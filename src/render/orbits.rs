//! Static orbit path rendering.
//!
//! Each orbiting body gets its full conic sampled once at spawn and drawn
//! as a dim closed (or open, for e >= 1) polyline. Orbits never change in
//! this simulation, so there is nothing to recompute per frame.

use bevy::prelude::*;

use crate::body::CelestialBody;
use crate::orbit::path::{sample_path, OrbitShape};
use crate::types::SPACE_SCALE;
use crate::ui::alerts::AlertEvent;

/// Component caching the sampled path for one body.
#[derive(Component, Debug)]
pub struct OrbitPath {
    pub shape: OrbitShape,
    pub points: Vec<Vec3>,
}

/// Settings for orbit path rendering.
#[derive(Resource, Debug)]
pub struct OrbitPathSettings {
    pub visible: bool,
    /// Samples per path (higher is smoother)
    pub segments: usize,
    pub alpha: f32,
}

impl Default for OrbitPathSettings {
    fn default() -> Self {
        Self {
            visible: true,
            segments: 256,
            alpha: 0.3,
        }
    }
}

/// Plugin providing orbit path visualization.
pub struct OrbitPathPlugin;

impl Plugin for OrbitPathPlugin {
    fn build(&self, app: &mut App) {
        app.init_resource::<OrbitPathSettings>()
            .add_systems(Update, (build_orbit_paths, draw_orbit_paths).chain());
    }
}

/// Sample the conic for every newly spawned orbiting body.
///
/// A negative or non-finite eccentricity cannot be classified; the body
/// still renders (frozen or moving per its period) but gets no path, and
/// the user is told why.
fn build_orbit_paths(
    mut commands: Commands,
    settings: Res<OrbitPathSettings>,
    bodies: Query<(Entity, &CelestialBody), Added<CelestialBody>>,
    mut alerts: EventWriter<AlertEvent>,
) {
    for (entity, body) in bodies.iter() {
        let Some(elements) = body.elements.as_ref() else {
            continue;
        };

        match sample_path(elements, settings.segments, SPACE_SCALE) {
            Ok((shape, samples)) => {
                let points = samples.iter().map(|p| p.as_vec3()).collect();
                commands.entity(entity).insert(OrbitPath { shape, points });
            }
            Err(err) => {
                error!("Cannot draw orbit for {}: {err}", body.name);
                alerts.write(AlertEvent::new(format!(
                    "Cannot draw orbit for {}: {err}",
                    body.name
                )));
            }
        }
    }
}

/// Draw every cached path as a dim polyline in the body's color.
fn draw_orbit_paths(
    mut gizmos: Gizmos,
    settings: Res<OrbitPathSettings>,
    paths: Query<(&OrbitPath, &CelestialBody)>,
) {
    if !settings.visible {
        return;
    }

    for (path, body) in paths.iter() {
        if path.points.len() < 2 {
            continue;
        }
        // Bound orbits arrive as a closed polyline; open conics as an arc
        let color = body.color.with_alpha(settings.alpha * body.opacity);
        gizmos.linestrip(path.points.iter().copied(), color);
    }
}
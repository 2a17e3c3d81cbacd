//! Product entity type - an item that can be donated

use std::borrow::Cow;

use serde::{Deserialize, Serialize};

use crate::core::entity::Entity;
use crate::core::error::{require_text, ValidationError};
use crate::core::filter::Filterable;
use crate::core::identity::{EntityId, EntityPrefix};

/// A Product entity
///
/// Names are expected to be distinct but the store does not enforce it;
/// use `Store::insert_unique_product` when that matters.
#[derive(Debug, Clone, PartialEq, Eq, Serialize, Deserialize)]
pub struct Product {
    /// Unique identifier
    pub id: EntityId,

    /// Product name (required)
    pub name: String,

    #[serde(default, skip_serializing_if = "Option::is_none")]
    pub description: Option<String>,

    /// Unit of measure (e.g., "un", "kg")
    #[serde(default, skip_serializing_if = "Option::is_none")]
    pub unit: Option<String>,
}

impl Product {
    /// Create a new product with a fresh id
    pub fn new(name: impl Into<String>) -> Self {
        Self {
            id: EntityId::new(EntityPrefix::Prd),
            name: name.into(),
            description: None,
            unit: None,
        }
    }

    pub fn with_description(mut self, description: impl Into<String>) -> Self {
        self.description = Some(description.into());
        self
    }

    pub fn with_unit(mut self, unit: impl Into<String>) -> Self {
        self.unit = Some(unit.into());
        self
    }
}

impl Entity for Product {
    const PREFIX: EntityPrefix = EntityPrefix::Prd;

    fn id(&self) -> &EntityId {
        &self.id
    }

    fn label(&self) -> &str {
        &self.name
    }

    fn validate(&self) -> Result<(), ValidationError> {
        require_text(Self::kind(), "name", &self.name)
    }
}

impl Filterable for Product {
    fn text(&self, column: &str) -> Option<Cow<'_, str>> {
        match column {
            "name" | "name_key" => Some(Cow::Borrowed(self.name.as_str())),
            "unit" => self.unit.as_deref().map(Cow::Borrowed),
            _ => None,
        }
    }
}

#[cfg(test)]
mod tests {
    use super::*;

    #[test]
    fn test_product_creation() {
        let prd = Product::new("Cobertor Térmico").with_unit("un");
        assert!(prd.id.to_string().starts_with("PRD-"));
        assert_eq!(prd.unit.as_deref(), Some("un"));
        assert!(prd.validate().is_ok());
    }

    #[test]
    fn test_unit_is_exact_text() {
        let prd = Product::new("Arroz").with_unit("kg");
        assert_eq!(prd.text("unit").as_deref(), Some("kg"));
        assert_eq!(prd.text("missing"), None);
    }
}
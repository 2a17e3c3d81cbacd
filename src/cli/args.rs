//! CLI argument definitions using clap derive

use clap::{Parser, Subcommand, ValueEnum};
use std::path::PathBuf;

use crate::cli::commands::{
    completions::CompletionsArgs, dis::DisCommands, don::DonCommands, init::InitArgs,
    link::LinkCommands, party::PartyCommands, prd::PrdCommands, total::TotalCommands,
};

#[derive(Parser)]
#[command(name = "relief")]
#[command(author, version, about = "Disaster relief donation ledger")]
#[command(
    long_about = "Track disasters, beneficiaries, donors, products and the donations linking them, with quantity totals per donor and product."
)]
#[command(propagate_version = true)]
pub struct Cli {
    #[command(subcommand)]
    pub command: Commands,

    #[command(flatten)]
    pub global: GlobalOpts,
}

#[derive(clap::Args, Clone, Debug)]
pub struct GlobalOpts {
    /// Output format
    #[arg(long, short = 'f', global = true, default_value = "auto")]
    pub format: OutputFormat,

    /// Suppress non-essential output
    #[arg(long, short = 'q', global = true)]
    pub quiet: bool,

    /// Enable verbose output (debug logging on stderr)
    #[arg(long, short = 'v', global = true)]
    pub verbose: bool,

    /// Project root (default: auto-detect by finding .relief/)
    #[arg(long, global = true)]
    pub project: Option<PathBuf>,
}

#[derive(Subcommand)]
pub enum Commands {
    /// Initialize a new ledger project
    Init(InitArgs),

    /// Disaster management
    #[command(subcommand)]
    Dis(DisCommands),

    /// Beneficiary management
    #[command(subcommand)]
    Ben(PartyCommands),

    /// Donor management
    #[command(subcommand)]
    Dnr(PartyCommands),

    /// Product management
    #[command(subcommand)]
    Prd(PrdCommands),

    /// Donation management
    #[command(subcommand)]
    Don(DonCommands),

    /// Links between donations, donors and products
    #[command(subcommand)]
    Link(LinkCommands),

    /// Quantity totals
    #[command(subcommand)]
    Total(TotalCommands),

    /// Generate shell completions
    Completions(CompletionsArgs),
}

#[derive(ValueEnum, Clone, Copy, Debug, Default, PartialEq, Eq)]
pub enum OutputFormat {
    /// Table for terminals, key/value table for single records
    #[default]
    Auto,
    /// JSON format (for programming)
    Json,
    /// CSV format (for spreadsheets)
    Csv,
    /// Tab-separated values (for piping)
    Tsv,
    /// Just IDs or keys, one per line
    Id,
}
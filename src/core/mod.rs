//! Core module - identity, errors, query composition, associations and storage

pub mod config;
pub mod entity;
pub mod error;
pub mod filter;
pub mod identity;
pub mod integrity;
pub mod links;
pub mod logging;
pub mod project;
pub mod store;

pub use config::Config;
pub use entity::Entity;
pub use error::{LedgerError, LedgerResult, ValidationError};
pub use filter::{Conjunction, Criterion, DisasterFilter, DonationFilter, Filterable};
pub use identity::{EntityId, EntityPrefix, IdParseError};
pub use integrity::{Reference, ReferenceSet};
pub use links::{
    Association, CompositeKey, DonationDonor, DonationDonorKey, DonationDonorProduct,
    DonationDonorProductKey, DonationProduct, DonationProductKey, LinksDonor, LinksProduct,
    Quantified,
};
pub use project::{Project, ProjectError};
pub use store::{Record, Store};
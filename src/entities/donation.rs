//! Donation entity type - aid delivered to a beneficiary for a disaster

use std::borrow::Cow;

use serde::{Deserialize, Serialize};

use crate::core::entity::Entity;
use crate::core::error::ValidationError;
use crate::core::filter::Filterable;
use crate::core::identity::{EntityId, EntityPrefix};
use crate::core::integrity::ReferenceSet;

/// A Donation entity
///
/// Its identity is independent of the disaster and beneficiary it points at;
/// both references are checked when the donation is written.
#[derive(Debug, Clone, PartialEq, Eq, Serialize, Deserialize)]
pub struct Donation {
    /// Unique identifier
    pub id: EntityId,

    /// Disaster this donation responds to
    pub disaster_id: EntityId,

    /// Who receives the donation
    pub beneficiary_id: EntityId,

    /// Free-text status (e.g., "pending", "delivered")
    #[serde(default, skip_serializing_if = "Option::is_none")]
    pub status: Option<String>,
}

impl Donation {
    /// Create a new donation with a fresh id
    pub fn new(disaster_id: EntityId, beneficiary_id: EntityId) -> Self {
        Self {
            id: EntityId::new(EntityPrefix::Don),
            disaster_id,
            beneficiary_id,
            status: None,
        }
    }

    pub fn with_status(mut self, status: impl Into<String>) -> Self {
        self.status = Some(status.into());
        self
    }
}

impl Entity for Donation {
    const PREFIX: EntityPrefix = EntityPrefix::Don;

    fn id(&self) -> &EntityId {
        &self.id
    }

    fn label(&self) -> &str {
        self.status.as_deref().unwrap_or("")
    }

    fn validate(&self) -> Result<(), ValidationError> {
        Ok(())
    }

    fn references(&self) -> ReferenceSet {
        ReferenceSet::new()
            .with(EntityPrefix::Dis, self.disaster_id)
            .with(EntityPrefix::Ben, self.beneficiary_id)
    }
}

impl Filterable for Donation {
    fn text(&self, column: &str) -> Option<Cow<'_, str>> {
        match column {
            "disaster_id" => Some(Cow::Owned(self.disaster_id.to_string())),
            "beneficiary_id" => Some(Cow::Owned(self.beneficiary_id.to_string())),
            "status" => self.status.as_deref().map(Cow::Borrowed),
            _ => None,
        }
    }
}
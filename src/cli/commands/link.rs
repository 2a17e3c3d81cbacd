//! `relief link` command - Associations between donations, donors and products
//!
//! Three kinds of link are kept independently:
//!
//! - `donor`: a donor contributed to a donation
//! - `product`: a donation carries a quantity of a product
//! - `contribution`: a donor contributed a quantity of a product to a donation
//!
//! Quantities recorded under `product` and `contribution` are never reconciled.

use clap::{Subcommand, ValueEnum};
use miette::Result;

use crate::cli::helpers::{print_done, Session};
use crate::cli::table::{print_list, print_one};
use crate::cli::GlobalOpts;
use crate::core::identity::EntityId;
use crate::core::links::{
    DonationDonor, DonationDonorKey, DonationDonorProduct, DonationDonorProductKey,
    DonationProduct, DonationProductKey,
};
use crate::core::Store;

#[derive(Subcommand, Debug)]
pub enum LinkCommands {
    /// Record that a donor contributed to a donation
    AddDonor(AddDonorArgs),

    /// Record a quantity of a product carried by a donation
    AddProduct(AddProductArgs),

    /// Record a quantity of a product one donor gave to a donation
    AddContribution(AddContributionArgs),

    /// List links of one kind, optionally narrowed to one id
    List(ListArgs),

    /// Show one link by its key
    Show(KeyArgs),

    /// Remove a link by its key
    Rm(KeyArgs),

    /// Donors linked to a donation
    Donors(DonationArg),

    /// Donations a donor is linked to
    Donations(DonorArg),
}

/// Kind of link
#[derive(ValueEnum, Clone, Copy, Debug, PartialEq, Eq)]
pub enum LinkKind {
    /// Donation and donor
    Donor,
    /// Donation and product, with quantity
    Product,
    /// Donation, donor and product, with quantity
    Contribution,
}

#[derive(clap::Args, Debug)]
pub struct AddDonorArgs {
    /// Donation ID (DON-...)
    #[arg(long)]
    pub donation: EntityId,

    /// Donor ID (DNR-...)
    #[arg(long)]
    pub donor: EntityId,
}

#[derive(clap::Args, Debug)]
pub struct AddProductArgs {
    /// Donation ID (DON-...)
    #[arg(long)]
    pub donation: EntityId,

    /// Product ID (PRD-...)
    #[arg(long)]
    pub product: EntityId,

    /// Quantity (must be positive)
    #[arg(long, allow_negative_numbers = true)]
    pub quantity: i64,
}

#[derive(clap::Args, Debug)]
pub struct AddContributionArgs {
    /// Donation ID (DON-...)
    #[arg(long)]
    pub donation: EntityId,

    /// Donor ID (DNR-...)
    #[arg(long)]
    pub donor: EntityId,

    /// Product ID (PRD-...)
    #[arg(long)]
    pub product: EntityId,

    /// Quantity (must be positive)
    #[arg(long, allow_negative_numbers = true)]
    pub quantity: i64,
}

#[derive(clap::Args, Debug)]
pub struct ListArgs {
    /// Which links to list
    #[arg(value_enum)]
    pub kind: LinkKind,

    #[arg(long, conflicts_with_all = ["donor", "product"])]
    pub donation: Option<EntityId>,

    #[arg(long, conflicts_with = "product")]
    pub donor: Option<EntityId>,

    #[arg(long)]
    pub product: Option<EntityId>,
}

#[derive(clap::Args, Debug)]
pub struct KeyArgs {
    /// Which kind of link
    #[arg(value_enum)]
    pub kind: LinkKind,

    #[arg(long)]
    pub donation: EntityId,

    /// Required for `donor` and `contribution`
    #[arg(long)]
    pub donor: Option<EntityId>,

    /// Required for `product` and `contribution`
    #[arg(long)]
    pub product: Option<EntityId>,
}

#[derive(clap::Args, Debug)]
pub struct DonationArg {
    /// Donation ID (DON-...)
    pub donation: EntityId,
}

#[derive(clap::Args, Debug)]
pub struct DonorArg {
    /// Donor ID (DNR-...)
    pub donor: EntityId,
}

/// Run a link subcommand
pub fn run(cmd: LinkCommands, mut session: Session, global: &GlobalOpts) -> Result<()> {
    let store = &mut session.store;
    match cmd {
        LinkCommands::AddDonor(args) => {
            store.link(&DonationDonor::new(args.donation, args.donor))?;
            print_done(
                global,
                format!("Linked donor {} to {}", args.donor, args.donation),
            );
            Ok(())
        }
        LinkCommands::AddProduct(args) => {
            store.link(&DonationProduct::new(
                args.donation,
                args.product,
                args.quantity,
            ))?;
            print_done(
                global,
                format!(
                    "Linked {} × {} to {}",
                    args.quantity, args.product, args.donation
                ),
            );
            Ok(())
        }
        LinkCommands::AddContribution(args) => {
            store.link(&DonationDonorProduct::new(
                args.donation,
                args.donor,
                args.product,
                args.quantity,
            ))?;
            print_done(
                global,
                format!(
                    "Linked {} × {} from {} to {}",
                    args.quantity, args.product, args.donor, args.donation
                ),
            );
            Ok(())
        }
        LinkCommands::List(args) => run_list(args, store, global),
        LinkCommands::Show(args) => run_show(args, store, global),
        LinkCommands::Rm(args) => run_rm(args, store, global),
        LinkCommands::Donors(args) => {
            let donors = store.donors_of_donation(&args.donation)?;
            print_list(&donors, global, "donor(s)")
        }
        LinkCommands::Donations(args) => {
            let donations = store.donations_of_donor(&args.donor)?;
            print_list(&donations, global, "donation(s)")
        }
    }
}

fn run_list(args: ListArgs, store: &Store, global: &GlobalOpts) -> Result<()> {
    match args.kind {
        LinkKind::Donor => {
            if args.product.is_some() {
                miette::bail!("donor links have no product; use `link list contribution`");
            }
            let links: Vec<DonationDonor> = match (args.donation, args.donor) {
                (Some(donation), _) => store.links_for_donation(&donation)?,
                (None, Some(donor)) => store.links_for_donor(&donor)?,
                (None, None) => store.list_links()?,
            };
            print_list(&links, global, "donor link(s)")
        }
        LinkKind::Product => {
            if args.donor.is_some() {
                miette::bail!("product links have no donor; use `link list contribution`");
            }
            let links: Vec<DonationProduct> = match (args.donation, args.product) {
                (Some(donation), _) => store.links_for_donation(&donation)?,
                (None, Some(product)) => store.links_for_product(&product)?,
                (None, None) => store.list_links()?,
            };
            print_list(&links, global, "product link(s)")
        }
        LinkKind::Contribution => {
            let links: Vec<DonationDonorProduct> =
                match (args.donation, args.donor, args.product) {
                    (Some(donation), _, _) => store.links_for_donation(&donation)?,
                    (None, Some(donor), _) => store.links_for_donor(&donor)?,
                    (None, None, Some(product)) => store.links_for_product(&product)?,
                    (None, None, None) => store.list_links()?,
                };
            print_list(&links, global, "contribution(s)")
        }
    }
}

fn run_show(args: KeyArgs, store: &Store, global: &GlobalOpts) -> Result<()> {
    match args.kind {
        LinkKind::Donor => {
            let donor = required(args.donor, "--donor", "donor")?;
            let key = DonationDonorKey::new(args.donation, donor);
            print_one(&store.get_link::<DonationDonor>(&key)?, global)
        }
        LinkKind::Product => {
            let product = required(args.product, "--product", "product")?;
            let key = DonationProductKey::new(args.donation, product);
            print_one(&store.get_link::<DonationProduct>(&key)?, global)
        }
        LinkKind::Contribution => {
            let donor = required(args.donor, "--donor", "contribution")?;
            let product = required(args.product, "--product", "contribution")?;
            let key = DonationDonorProductKey::new(args.donation, donor, product);
            print_one(&store.get_link::<DonationDonorProduct>(&key)?, global)
        }
    }
}

fn run_rm(args: KeyArgs, store: &mut Store, global: &GlobalOpts) -> Result<()> {
    let key = match args.kind {
        LinkKind::Donor => {
            let donor = required(args.donor, "--donor", "donor")?;
            let key = DonationDonorKey::new(args.donation, donor);
            store.unlink::<DonationDonor>(&key)?;
            key.to_string()
        }
        LinkKind::Product => {
            let product = required(args.product, "--product", "product")?;
            let key = DonationProductKey::new(args.donation, product);
            store.unlink::<DonationProduct>(&key)?;
            key.to_string()
        }
        LinkKind::Contribution => {
            let donor = required(args.donor, "--donor", "contribution")?;
            let product = required(args.product, "--product", "contribution")?;
            let key = DonationDonorProductKey::new(args.donation, donor, product);
            store.unlink::<DonationDonorProduct>(&key)?;
            key.to_string()
        }
    };
    print_done(global, format!("Removed link {key}"));
    Ok(())
}

fn required(value: Option<EntityId>, flag: &str, kind: &str) -> Result<EntityId> {
    value.ok_or_else(|| miette::miette!("{flag} is required to address a {kind} link"))
}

::::::

> [THE PROBLEM] Where does the string "integrity" occur in the data above? Copy every line that holds it.

> [SOLUTION FOR THIS PROBLEM]
pub mod integrity;
pub use integrity::{Reference, ReferenceSet};
use crate::core::integrity::ReferenceSet;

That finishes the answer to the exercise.